§ **RECORD EXCERPTS**
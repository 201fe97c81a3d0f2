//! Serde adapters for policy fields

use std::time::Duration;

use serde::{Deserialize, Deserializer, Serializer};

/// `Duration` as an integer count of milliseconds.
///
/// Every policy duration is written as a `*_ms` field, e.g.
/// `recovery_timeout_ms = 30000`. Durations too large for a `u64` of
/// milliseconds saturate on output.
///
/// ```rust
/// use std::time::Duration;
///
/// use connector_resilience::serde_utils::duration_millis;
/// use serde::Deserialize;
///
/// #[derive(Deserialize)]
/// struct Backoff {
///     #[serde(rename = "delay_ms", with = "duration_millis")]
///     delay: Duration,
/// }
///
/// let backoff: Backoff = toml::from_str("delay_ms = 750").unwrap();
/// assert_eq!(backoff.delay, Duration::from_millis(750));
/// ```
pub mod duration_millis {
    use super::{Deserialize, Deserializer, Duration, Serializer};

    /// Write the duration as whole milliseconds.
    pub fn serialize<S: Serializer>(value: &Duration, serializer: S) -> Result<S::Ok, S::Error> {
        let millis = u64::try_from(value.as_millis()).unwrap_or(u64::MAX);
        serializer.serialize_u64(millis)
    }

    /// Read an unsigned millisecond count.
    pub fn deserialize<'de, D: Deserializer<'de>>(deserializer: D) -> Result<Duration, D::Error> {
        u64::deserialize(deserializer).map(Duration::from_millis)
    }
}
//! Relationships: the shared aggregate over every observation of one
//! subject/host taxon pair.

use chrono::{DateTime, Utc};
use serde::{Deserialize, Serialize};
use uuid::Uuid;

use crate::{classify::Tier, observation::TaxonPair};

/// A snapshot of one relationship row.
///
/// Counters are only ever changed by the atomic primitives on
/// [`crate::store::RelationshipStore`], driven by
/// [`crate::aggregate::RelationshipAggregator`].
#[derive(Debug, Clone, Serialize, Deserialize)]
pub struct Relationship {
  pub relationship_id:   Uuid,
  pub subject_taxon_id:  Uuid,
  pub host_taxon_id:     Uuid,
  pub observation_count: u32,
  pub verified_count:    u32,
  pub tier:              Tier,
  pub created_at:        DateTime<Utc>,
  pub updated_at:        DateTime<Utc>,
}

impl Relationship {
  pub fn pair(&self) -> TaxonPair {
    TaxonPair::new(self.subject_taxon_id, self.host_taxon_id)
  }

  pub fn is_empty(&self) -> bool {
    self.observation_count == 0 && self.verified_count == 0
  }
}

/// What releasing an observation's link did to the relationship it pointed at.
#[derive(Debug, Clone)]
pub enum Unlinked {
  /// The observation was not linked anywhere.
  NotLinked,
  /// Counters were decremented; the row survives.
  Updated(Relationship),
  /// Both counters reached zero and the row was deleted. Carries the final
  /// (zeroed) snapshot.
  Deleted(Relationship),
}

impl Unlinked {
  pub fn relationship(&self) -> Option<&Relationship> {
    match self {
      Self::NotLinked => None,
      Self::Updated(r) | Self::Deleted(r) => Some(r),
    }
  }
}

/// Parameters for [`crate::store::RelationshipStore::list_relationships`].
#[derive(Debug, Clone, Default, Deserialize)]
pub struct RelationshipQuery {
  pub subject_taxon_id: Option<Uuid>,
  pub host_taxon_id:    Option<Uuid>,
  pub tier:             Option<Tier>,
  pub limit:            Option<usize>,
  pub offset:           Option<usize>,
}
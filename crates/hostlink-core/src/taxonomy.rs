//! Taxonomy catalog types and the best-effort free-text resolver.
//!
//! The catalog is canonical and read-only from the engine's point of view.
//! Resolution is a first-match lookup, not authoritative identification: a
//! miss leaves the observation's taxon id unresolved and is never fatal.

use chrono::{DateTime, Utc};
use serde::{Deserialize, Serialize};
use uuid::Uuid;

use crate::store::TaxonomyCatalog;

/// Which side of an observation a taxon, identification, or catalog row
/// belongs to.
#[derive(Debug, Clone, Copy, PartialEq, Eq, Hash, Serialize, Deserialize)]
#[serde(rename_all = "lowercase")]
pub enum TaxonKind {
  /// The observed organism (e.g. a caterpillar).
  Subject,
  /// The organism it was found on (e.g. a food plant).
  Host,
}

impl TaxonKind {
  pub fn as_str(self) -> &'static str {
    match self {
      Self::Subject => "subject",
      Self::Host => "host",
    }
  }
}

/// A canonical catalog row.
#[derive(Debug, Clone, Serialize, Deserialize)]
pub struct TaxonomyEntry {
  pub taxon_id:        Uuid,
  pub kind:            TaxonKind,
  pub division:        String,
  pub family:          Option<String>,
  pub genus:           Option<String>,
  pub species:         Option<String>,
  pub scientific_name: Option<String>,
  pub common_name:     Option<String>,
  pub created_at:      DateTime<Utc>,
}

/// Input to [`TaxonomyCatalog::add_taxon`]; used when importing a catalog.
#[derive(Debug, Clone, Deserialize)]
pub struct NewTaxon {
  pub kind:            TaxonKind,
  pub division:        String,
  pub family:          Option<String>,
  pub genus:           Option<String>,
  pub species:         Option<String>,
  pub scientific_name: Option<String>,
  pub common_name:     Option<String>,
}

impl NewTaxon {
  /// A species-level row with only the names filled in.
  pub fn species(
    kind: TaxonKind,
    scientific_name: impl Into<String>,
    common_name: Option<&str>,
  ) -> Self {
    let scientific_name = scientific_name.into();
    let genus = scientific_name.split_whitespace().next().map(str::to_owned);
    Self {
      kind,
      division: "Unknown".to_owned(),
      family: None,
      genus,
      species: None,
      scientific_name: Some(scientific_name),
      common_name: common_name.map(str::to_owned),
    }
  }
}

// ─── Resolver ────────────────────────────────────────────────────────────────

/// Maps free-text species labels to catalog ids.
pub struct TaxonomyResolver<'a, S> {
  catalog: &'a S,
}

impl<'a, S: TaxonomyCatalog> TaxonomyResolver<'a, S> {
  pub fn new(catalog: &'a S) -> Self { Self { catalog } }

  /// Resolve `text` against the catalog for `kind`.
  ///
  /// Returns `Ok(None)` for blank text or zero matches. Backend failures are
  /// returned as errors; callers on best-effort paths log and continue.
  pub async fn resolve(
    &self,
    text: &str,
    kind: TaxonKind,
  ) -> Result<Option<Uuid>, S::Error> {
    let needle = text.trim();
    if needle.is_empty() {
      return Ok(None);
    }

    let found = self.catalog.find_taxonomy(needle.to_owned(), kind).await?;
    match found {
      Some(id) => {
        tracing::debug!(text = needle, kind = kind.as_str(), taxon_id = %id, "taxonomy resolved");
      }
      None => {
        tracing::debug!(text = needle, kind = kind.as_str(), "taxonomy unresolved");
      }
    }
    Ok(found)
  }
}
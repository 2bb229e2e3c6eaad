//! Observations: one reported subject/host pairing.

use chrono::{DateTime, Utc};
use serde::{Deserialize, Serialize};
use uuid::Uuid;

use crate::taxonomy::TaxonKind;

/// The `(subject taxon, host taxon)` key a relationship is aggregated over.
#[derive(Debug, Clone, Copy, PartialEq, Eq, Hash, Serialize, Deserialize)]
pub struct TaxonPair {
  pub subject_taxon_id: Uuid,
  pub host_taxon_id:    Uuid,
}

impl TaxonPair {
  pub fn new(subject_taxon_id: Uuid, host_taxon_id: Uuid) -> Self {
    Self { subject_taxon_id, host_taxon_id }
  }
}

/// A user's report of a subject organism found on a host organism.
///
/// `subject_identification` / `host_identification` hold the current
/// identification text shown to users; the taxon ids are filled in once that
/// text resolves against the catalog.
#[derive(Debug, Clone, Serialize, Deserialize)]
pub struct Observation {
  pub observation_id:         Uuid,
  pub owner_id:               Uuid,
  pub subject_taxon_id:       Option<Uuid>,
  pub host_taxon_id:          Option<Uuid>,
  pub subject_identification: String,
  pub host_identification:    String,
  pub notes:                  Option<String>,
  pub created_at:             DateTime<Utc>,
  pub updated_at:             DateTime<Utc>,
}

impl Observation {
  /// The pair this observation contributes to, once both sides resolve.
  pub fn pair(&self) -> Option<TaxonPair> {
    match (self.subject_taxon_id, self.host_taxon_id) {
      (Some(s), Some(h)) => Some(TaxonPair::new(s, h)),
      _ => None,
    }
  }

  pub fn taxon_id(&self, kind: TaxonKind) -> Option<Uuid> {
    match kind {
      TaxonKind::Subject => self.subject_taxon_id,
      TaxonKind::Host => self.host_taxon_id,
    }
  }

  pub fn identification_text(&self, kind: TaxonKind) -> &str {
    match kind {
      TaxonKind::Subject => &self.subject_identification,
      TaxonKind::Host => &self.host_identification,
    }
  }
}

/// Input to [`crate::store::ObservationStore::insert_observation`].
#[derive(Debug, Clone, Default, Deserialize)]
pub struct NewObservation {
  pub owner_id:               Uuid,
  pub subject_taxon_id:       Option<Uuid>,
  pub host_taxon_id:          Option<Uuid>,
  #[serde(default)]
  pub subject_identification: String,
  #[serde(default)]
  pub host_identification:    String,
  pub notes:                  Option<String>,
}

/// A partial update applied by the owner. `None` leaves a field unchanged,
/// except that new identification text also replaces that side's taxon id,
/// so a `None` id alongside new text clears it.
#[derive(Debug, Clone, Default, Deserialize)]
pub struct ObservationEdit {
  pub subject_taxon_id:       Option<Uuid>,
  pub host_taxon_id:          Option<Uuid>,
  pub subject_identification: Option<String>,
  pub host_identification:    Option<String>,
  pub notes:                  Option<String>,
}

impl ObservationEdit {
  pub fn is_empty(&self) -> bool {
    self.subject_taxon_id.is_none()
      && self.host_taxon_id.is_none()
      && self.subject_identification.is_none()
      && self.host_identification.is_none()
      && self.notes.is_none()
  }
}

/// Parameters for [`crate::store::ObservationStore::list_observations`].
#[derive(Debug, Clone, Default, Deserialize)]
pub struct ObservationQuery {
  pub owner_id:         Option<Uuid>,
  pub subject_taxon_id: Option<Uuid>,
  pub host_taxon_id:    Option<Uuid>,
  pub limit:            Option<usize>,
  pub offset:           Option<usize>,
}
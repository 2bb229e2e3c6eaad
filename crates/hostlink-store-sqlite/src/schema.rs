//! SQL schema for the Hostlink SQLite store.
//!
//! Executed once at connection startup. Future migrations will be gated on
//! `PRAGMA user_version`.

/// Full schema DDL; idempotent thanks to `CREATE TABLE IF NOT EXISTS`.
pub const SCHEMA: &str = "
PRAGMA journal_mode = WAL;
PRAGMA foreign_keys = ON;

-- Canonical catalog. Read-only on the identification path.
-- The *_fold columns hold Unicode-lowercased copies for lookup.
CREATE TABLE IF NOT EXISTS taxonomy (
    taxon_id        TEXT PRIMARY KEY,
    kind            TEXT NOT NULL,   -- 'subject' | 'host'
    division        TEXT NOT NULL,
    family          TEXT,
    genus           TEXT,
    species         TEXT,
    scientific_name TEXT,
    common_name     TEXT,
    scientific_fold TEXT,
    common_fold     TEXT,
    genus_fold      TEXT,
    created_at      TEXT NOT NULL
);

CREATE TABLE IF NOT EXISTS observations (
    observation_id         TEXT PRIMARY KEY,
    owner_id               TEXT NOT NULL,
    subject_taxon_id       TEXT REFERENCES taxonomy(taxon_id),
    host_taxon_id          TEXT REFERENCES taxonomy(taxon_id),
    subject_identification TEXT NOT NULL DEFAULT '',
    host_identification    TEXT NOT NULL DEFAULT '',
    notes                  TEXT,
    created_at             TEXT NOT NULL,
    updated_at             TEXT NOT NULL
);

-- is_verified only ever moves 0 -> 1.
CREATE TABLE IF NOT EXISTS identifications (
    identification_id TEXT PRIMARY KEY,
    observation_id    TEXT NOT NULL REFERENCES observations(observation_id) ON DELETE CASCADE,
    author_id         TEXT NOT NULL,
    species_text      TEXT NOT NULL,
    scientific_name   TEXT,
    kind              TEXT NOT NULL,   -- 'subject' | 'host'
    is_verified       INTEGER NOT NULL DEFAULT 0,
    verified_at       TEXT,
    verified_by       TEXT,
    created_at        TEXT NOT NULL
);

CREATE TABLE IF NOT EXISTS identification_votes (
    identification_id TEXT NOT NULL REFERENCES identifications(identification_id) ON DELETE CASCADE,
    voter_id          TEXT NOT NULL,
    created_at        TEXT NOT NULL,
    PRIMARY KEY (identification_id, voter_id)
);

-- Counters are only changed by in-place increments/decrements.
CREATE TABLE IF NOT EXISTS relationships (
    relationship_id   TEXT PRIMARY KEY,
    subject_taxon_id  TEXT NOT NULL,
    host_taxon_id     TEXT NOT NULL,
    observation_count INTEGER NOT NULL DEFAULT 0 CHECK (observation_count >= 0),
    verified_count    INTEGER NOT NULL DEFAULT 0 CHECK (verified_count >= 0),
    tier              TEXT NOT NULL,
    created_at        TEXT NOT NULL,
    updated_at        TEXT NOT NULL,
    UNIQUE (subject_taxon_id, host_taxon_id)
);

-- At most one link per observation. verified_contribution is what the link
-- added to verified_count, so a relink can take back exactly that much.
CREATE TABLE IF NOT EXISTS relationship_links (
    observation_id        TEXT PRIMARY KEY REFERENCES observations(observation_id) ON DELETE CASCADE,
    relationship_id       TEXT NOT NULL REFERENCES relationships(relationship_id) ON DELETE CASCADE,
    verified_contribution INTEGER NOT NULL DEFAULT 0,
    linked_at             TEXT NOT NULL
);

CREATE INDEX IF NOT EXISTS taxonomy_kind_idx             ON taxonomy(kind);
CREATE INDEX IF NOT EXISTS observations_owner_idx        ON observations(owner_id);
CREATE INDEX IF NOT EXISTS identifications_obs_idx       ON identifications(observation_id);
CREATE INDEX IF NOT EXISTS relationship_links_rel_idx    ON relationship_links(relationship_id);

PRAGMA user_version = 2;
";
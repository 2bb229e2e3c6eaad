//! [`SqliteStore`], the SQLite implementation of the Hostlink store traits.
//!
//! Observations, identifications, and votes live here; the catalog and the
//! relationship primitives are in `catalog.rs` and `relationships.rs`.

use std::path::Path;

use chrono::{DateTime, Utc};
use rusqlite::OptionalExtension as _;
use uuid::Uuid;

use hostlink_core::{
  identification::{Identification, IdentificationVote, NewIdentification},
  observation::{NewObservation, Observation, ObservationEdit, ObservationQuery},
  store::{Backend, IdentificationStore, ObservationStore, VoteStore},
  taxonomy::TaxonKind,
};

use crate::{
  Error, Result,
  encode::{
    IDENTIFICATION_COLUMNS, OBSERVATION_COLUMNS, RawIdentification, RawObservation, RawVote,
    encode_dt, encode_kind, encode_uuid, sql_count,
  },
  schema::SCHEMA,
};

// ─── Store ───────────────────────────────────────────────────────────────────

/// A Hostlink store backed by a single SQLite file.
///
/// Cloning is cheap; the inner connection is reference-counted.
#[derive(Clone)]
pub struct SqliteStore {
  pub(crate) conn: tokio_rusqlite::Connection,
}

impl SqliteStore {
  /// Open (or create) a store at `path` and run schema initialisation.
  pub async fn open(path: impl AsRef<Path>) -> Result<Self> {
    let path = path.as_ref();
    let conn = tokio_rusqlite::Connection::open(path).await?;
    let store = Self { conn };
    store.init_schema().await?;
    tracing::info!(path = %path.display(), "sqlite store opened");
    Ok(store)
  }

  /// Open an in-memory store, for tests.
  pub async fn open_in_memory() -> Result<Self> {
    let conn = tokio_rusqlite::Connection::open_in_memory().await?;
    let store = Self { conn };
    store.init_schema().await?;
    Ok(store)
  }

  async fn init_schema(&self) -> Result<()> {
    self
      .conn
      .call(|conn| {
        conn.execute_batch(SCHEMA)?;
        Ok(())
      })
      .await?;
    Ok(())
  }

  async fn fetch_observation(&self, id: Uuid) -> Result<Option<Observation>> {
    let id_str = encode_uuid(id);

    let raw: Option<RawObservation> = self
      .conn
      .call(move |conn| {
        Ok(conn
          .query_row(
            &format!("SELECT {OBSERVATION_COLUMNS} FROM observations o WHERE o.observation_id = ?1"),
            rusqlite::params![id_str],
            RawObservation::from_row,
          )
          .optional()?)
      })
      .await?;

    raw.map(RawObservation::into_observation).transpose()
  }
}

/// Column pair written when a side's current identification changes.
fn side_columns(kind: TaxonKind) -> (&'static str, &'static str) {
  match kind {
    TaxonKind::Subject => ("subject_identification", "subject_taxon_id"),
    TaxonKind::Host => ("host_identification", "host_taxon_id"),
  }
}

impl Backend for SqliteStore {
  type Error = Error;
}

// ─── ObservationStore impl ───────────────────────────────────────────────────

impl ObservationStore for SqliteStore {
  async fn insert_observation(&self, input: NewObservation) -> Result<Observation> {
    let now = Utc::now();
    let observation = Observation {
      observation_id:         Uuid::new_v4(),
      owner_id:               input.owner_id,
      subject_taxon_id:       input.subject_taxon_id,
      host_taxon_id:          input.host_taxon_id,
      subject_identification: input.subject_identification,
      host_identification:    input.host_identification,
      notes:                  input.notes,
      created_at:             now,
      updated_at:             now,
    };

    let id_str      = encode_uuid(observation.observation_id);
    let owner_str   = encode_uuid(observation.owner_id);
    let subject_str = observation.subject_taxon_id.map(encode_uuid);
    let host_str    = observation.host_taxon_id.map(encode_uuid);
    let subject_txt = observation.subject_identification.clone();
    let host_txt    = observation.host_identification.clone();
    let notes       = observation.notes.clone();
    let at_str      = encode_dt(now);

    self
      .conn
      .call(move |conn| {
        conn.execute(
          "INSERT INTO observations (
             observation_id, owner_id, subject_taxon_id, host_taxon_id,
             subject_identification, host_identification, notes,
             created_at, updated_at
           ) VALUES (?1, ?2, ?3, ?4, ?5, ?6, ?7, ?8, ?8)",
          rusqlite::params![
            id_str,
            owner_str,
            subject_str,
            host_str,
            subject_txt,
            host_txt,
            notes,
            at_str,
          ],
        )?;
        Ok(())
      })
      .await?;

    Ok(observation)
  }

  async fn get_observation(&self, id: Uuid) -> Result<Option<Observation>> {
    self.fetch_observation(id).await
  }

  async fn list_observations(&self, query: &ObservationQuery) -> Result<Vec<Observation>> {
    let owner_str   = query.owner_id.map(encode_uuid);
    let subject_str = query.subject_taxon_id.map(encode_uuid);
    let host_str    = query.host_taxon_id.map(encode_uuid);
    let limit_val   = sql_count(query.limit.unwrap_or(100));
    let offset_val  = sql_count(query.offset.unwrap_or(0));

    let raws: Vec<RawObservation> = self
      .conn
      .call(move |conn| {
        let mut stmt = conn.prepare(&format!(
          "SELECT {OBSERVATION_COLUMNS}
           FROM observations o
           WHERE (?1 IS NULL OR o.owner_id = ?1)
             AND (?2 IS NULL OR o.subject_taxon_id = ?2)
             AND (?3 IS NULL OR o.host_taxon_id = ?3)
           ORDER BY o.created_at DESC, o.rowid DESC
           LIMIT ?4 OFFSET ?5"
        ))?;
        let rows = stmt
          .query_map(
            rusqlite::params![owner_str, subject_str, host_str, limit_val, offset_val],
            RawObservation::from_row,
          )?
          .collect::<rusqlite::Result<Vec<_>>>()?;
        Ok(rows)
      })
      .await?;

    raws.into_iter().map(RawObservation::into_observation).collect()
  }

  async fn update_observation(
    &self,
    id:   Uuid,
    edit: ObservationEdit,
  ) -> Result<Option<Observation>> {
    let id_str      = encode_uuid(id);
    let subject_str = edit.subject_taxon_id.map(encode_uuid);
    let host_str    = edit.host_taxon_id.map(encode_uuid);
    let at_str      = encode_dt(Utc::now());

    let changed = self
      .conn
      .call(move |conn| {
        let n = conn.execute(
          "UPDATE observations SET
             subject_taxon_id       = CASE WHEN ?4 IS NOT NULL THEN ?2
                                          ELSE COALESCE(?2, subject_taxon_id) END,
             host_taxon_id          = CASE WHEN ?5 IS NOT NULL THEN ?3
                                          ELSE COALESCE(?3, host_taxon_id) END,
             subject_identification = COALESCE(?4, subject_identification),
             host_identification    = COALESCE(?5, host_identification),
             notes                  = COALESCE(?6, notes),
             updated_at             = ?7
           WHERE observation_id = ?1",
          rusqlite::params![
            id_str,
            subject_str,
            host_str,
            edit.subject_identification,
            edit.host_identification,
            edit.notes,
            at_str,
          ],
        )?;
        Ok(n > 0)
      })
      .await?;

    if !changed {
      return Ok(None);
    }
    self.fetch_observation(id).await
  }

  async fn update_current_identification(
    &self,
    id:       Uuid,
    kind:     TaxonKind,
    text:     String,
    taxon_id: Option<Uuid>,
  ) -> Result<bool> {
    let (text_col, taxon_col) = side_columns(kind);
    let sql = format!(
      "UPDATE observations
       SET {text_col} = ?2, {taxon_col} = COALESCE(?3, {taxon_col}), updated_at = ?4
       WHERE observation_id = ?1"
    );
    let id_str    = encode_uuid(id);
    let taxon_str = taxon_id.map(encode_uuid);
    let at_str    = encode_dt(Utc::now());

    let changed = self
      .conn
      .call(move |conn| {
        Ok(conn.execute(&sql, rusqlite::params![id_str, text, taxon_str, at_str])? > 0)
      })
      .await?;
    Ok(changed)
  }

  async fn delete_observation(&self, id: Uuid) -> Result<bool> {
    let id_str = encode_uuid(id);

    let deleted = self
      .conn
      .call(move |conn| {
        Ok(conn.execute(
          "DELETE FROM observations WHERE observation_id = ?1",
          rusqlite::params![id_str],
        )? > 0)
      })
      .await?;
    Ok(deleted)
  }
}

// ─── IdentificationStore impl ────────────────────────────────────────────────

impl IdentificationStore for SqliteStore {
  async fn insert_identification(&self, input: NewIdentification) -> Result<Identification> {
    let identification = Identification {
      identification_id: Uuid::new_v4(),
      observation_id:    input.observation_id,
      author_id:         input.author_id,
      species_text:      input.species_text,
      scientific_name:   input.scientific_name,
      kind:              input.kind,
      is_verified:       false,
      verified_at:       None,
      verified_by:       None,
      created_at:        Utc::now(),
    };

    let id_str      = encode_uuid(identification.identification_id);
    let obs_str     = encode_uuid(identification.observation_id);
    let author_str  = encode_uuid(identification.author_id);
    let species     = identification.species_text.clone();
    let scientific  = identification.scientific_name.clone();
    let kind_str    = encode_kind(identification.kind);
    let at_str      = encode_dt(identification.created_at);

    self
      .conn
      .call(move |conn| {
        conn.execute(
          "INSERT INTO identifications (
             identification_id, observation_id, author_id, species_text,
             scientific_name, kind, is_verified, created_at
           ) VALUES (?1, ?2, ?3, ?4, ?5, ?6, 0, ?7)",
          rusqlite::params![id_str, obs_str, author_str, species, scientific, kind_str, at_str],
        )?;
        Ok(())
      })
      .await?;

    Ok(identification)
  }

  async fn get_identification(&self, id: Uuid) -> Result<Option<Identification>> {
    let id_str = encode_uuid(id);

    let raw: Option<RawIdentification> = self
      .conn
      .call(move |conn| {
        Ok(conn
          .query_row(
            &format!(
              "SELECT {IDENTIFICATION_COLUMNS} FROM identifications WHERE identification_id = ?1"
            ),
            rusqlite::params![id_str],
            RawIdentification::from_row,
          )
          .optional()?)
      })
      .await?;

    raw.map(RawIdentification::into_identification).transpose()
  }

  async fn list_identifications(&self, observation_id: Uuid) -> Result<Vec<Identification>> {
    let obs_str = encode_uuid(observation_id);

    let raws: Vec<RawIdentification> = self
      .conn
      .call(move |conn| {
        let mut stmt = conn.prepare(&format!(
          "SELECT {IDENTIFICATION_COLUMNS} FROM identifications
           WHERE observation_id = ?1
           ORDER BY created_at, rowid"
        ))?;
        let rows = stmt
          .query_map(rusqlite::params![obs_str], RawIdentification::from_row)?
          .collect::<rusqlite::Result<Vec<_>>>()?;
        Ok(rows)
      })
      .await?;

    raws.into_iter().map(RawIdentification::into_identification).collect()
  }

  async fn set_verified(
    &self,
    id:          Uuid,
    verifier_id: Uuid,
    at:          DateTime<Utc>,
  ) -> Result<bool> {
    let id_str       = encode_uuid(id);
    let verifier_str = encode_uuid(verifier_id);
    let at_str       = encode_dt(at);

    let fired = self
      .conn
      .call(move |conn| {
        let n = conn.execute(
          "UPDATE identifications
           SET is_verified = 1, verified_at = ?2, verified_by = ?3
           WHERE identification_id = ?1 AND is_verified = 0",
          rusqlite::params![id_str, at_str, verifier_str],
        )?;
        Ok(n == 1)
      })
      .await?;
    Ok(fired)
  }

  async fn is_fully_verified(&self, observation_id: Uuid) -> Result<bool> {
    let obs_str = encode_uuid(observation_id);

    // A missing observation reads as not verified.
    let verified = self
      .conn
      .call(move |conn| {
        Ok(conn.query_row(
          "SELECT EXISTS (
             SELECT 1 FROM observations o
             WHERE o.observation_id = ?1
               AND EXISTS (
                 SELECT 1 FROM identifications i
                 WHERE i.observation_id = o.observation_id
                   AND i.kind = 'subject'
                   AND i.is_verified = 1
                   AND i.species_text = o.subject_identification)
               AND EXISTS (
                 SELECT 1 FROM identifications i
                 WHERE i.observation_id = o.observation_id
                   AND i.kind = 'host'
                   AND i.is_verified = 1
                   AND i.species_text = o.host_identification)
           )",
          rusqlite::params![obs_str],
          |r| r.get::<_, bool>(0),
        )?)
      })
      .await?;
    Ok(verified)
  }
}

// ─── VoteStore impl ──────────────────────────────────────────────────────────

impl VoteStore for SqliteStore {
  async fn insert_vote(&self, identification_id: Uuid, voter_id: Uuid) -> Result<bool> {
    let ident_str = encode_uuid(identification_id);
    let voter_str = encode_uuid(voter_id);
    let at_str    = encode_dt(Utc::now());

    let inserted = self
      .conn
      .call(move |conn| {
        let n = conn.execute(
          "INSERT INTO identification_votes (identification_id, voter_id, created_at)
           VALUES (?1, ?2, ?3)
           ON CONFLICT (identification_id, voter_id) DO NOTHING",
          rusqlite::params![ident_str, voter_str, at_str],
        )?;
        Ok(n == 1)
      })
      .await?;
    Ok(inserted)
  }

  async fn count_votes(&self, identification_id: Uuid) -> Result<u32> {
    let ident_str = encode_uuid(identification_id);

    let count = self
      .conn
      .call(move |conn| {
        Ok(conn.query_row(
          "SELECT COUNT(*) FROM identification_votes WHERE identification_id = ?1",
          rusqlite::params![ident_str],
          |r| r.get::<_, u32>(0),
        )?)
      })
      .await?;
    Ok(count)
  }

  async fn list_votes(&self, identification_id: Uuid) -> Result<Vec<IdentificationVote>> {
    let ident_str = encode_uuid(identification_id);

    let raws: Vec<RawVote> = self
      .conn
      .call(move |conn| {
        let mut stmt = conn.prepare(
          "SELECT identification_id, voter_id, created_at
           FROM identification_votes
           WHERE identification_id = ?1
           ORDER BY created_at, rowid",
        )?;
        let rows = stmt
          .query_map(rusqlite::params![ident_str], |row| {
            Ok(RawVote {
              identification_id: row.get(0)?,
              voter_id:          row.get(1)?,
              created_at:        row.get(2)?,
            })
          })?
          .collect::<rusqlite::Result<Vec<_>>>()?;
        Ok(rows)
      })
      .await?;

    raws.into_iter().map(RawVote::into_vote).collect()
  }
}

§ **WHAT YOU NEED TO DO**
Copy out every line of the data that includes the word "format".

§ **TASK OUTPUT**
            &format!("SELECT {OBSERVATION_COLUMNS} FROM observations o WHERE o.observation_id = ?1"),
        let mut stmt = conn.prepare(&format!(
    let sql = format!(
            &format!(
        let mut stmt = conn.prepare(&format!(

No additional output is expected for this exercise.